United States District Court, S.D. Alabama, Northern Division
Mar 20, 2009
CIVIL ACTION 08-0635-WS-M (S.D. Ala. Mar. 20, 2009)

Opinion

CIVIL ACTION 08-0635-WS-M.

March 20, 2009


ORDER


This action comes before the Court on certain jurisdictional concerns raised sua sponte via Order (doc. 16) dated February 5, 2009.

By way of background, plaintiff Linda Sanders, as next friend and parent of Shondria Evans, commenced this action in the Circuit Court of Perry County, Alabama, by filing the Complaint against a collection of law enforcement officers and officials, as well as the Alabama Department of Public Safety, on October 3, 2008. The Complaint was rooted in allegations that defendant Kerry Horton, an Alabama State Trooper, perpetrated egregious acts of sexual misconduct, including harassment and assault, on plaintiff Shondria Evans on June 4, 2008 after conducting a traffic stop on a vehicle in which Evans was apparently a passenger.
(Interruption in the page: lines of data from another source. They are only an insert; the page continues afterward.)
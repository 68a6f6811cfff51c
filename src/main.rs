//! Corgi Coin Flip
//!
//! A one-window coin-flip toy: the coin spins slowly while idle, flips with
//! a ping and a random outcome when clicked, and settles on the result
//! until the next flip or a reset. The event loop drives the controller
//! once per frame and blits the CPU-rendered scene to the window.

mod app;
mod audio;
mod config;
mod domain;
mod input;
mod ui;

use std::time::Instant;

use pixels::{Pixels, SurfaceTexture};
use tracing_subscriber::EnvFilter;
use winit::dpi::LogicalSize;
use winit::event::{ElementState, Event, KeyboardInput, MouseButton, WindowEvent};
use winit::event_loop::{ControlFlow, EventLoop};
use winit::window::WindowBuilder;

use app::FlipController;
use config::FlipTuning;
use ui::scene::{SCENE_HEIGHT, SCENE_WIDTH};
use ui::{CoinRenderer, SceneLayout};

fn main() -> Result<(), Box<dyn std::error::Error>> {
    tracing_subscriber::fmt()
        .with_env_filter(
            EnvFilter::try_from_default_env().unwrap_or_else(|_| EnvFilter::new("info")),
        )
        .init();

    let tuning = FlipTuning::default();
    tuning.validate()?;

    let event_loop = EventLoop::new();
    let window = WindowBuilder::new()
        .with_title("Corgi Coin Flip")
        .with_inner_size(LogicalSize::new(SCENE_WIDTH, SCENE_HEIGHT))
        .with_resizable(false)
        .build(&event_loop)?;

    let surface_size = window.inner_size();
    let surface = SurfaceTexture::new(surface_size.width, surface_size.height, &window);
    let mut pixels = Pixels::new(SCENE_WIDTH, SCENE_HEIGHT, surface)?;

    let scene = SceneLayout::default();
    let mut renderer = CoinRenderer::new(SCENE_WIDTH, SCENE_HEIGHT)?;
    let mut controller = FlipController::new(tuning, Instant::now());

    // Start fetching/decoding the ping right away; the output device itself
    // is only claimed on the first interaction.
    controller.preload_audio();

    let mut cursor = (0.0f32, 0.0f32);

    event_loop.run(move |event, _, control_flow| {
        *control_flow = ControlFlow::Poll;

        match event {
            Event::WindowEvent { event, .. } => match event {
                WindowEvent::CloseRequested => *control_flow = ControlFlow::Exit,
                WindowEvent::CursorMoved { position, .. } => {
                    // Map to buffer coordinates so hidpi scaling cannot skew
                    // hit testing.
                    if let Ok((px, py)) =
                        pixels.window_pos_to_pixel((position.x as f32, position.y as f32))
                    {
                        cursor = (px as f32, py as f32);
                    }
                }
                WindowEvent::MouseInput {
                    state: ElementState::Pressed,
                    button: MouseButton::Left,
                    ..
                } => {
                    let now = Instant::now();
                    controller.note_interaction();
                    if let Some(control) =
                        scene.hit_test(cursor.0, cursor.1, controller.info_open())
                    {
                        controller.handle_pointer_down(control, now);
                    }
                }
                WindowEvent::KeyboardInput {
                    input:
                        KeyboardInput {
                            state: ElementState::Pressed,
                            virtual_keycode: Some(key),
                            ..
                        },
                    ..
                } => {
                    let now = Instant::now();
                    controller.note_interaction();
                    if let Some(action) = input::action_for_key(key) {
                        controller.handle_key(action, now);
                    }
                }
                WindowEvent::Resized(new_size) => {
                    if let Err(err) = pixels.resize_surface(new_size.width, new_size.height) {
                        tracing::error!(%err, "surface resize failed");
                        *control_flow = ControlFlow::Exit;
                    }
                }
                _ => {}
            },
            Event::MainEventsCleared => window.request_redraw(),
            Event::RedrawRequested(_) => {
                controller.on_frame(Instant::now());
                renderer.render(&scene, &controller.snapshot());
                if let Err(err) = renderer.copy_to(pixels.frame_mut()) {
                    tracing::error!(%err, "frame copy failed");
                }
                if let Err(err) = pixels.render() {
                    tracing::error!(%err, "present failed");
                    *control_flow = ControlFlow::Exit;
                }
            }
            _ => {}
        }
    })
}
The Complaint articulated seven causes of action against defendants, all but one of which sound exclusively in state law. However, Count I was pleaded as a federal constitutional claim brought pursuant to 42 U.S.C. § 1983 on a theory of unlawful arrest and detention. Given the federal character of Count I, defendants removed this action to this District Court on October 30, 2008, identifying federal question jurisdiction pursuant to 28 U.S.C. § 1331 as the sole basis for subject matter jurisdiction. On February 5, 2009, this Court entered an Order (doc. 16) granting plaintiff's unopposed motion to amend her Complaint to delete Count I, thereby eliminating her only federal claim. Plaintiff's withdrawal of her sole cause of action as to which original federal jurisdiction lies prompted the Court to question the propriety of exercising supplemental jurisdiction over plaintiff's remaining claims (all of which proceed under Alabama, not federal, law). All parties have availed themselves of the opportunity to be heard concerning this jurisdictional issue ( see docs. 18, 19, 20), and that question is now ripe for disposition.

In particular, Count II is a state-law negligence claim against defendant Horton. Count III is framed as a state-law assault claim. Count IV alleges negligent training and supervision, while Counts V and VI allege non-discretionary function liability and outrage, respectively. Count VII is a punitive damages demand.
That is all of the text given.